1. Private Practice Rheumatologist, Thessaloniki, Greece
2. Rheumatology Unit, GHA, Sismanogleio, Athens, Greece
3. Rheumatology and Clinical Immunology Unit, 4th Internal Medicine University Clinic, GUH, Attikon, Athens, Greece
4. Private Practice Rheumatologist, Chania, Crete, Greece
5. 1st University Internal Medicine Clinic, Medical School, DUT, Alexandroupolis, Greece
6. 4th Internal Medicine Clinic, AUTH, Ippokrateio GHTH, Thessaloniki, Greece
7. Private Practice Rheumatologist, Herakleion, Crete, Greece
8. Rheumatology and Clinical Immunology and Allergiology Clinic, PAGNI, Herakleion, Crete, Greece


Pregnancy in women with SLE (Systematic Lupus Erythematosus) is considered of “high risk” since it has been related with adverse events both in the mother and the foetus. Many studies have reported relapse of the disease during the pregnancy and the first trimester post-labour, while others have found no difference in terms of frequency and type of relapses.
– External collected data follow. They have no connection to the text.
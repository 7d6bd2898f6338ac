//! Shared utilities

mod logger;

pub use logger::{init_logging, LogLevel};
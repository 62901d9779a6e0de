// src/pipeline/mod.rs

pub mod event_bus;
pub mod gesture_pipeline;
pub mod metrics;

pub use event_bus::{DeliveryOperation, NotificationBus, SessionNotification};
pub use gesture_pipeline::{GesturePipeline, PipelineAction};
pub use metrics::PipelineMetrics;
Moreover, adverse obstetrical events like recurrent pregnancy loss, preeclampsia, prematurity, intrauterine growth restriction and neonatal lupus syndrome tend to occur more often in patents with SLE. However, most of these data regarding the burden and pregnancy outcomes in SLE come from retrospective studies of previous decades, and in non-Caucasian patients. To this end, more recent studies have suggested overall improved outcomes of pregnancy, still their results are often conflicting. The purpose of this study is to record, through a prospective observational (non-interventional) study, the contemporary prognosis of pregnancy in women with SLE who are followed-up by private and hospital physicians in Greece. In particular, we aim to establish a registry to study the course of the disease during pregnancy, the outcome of pregnancy and the possible negative or positive prognostic factors, the effect of drugs on pregnancy and the foetus.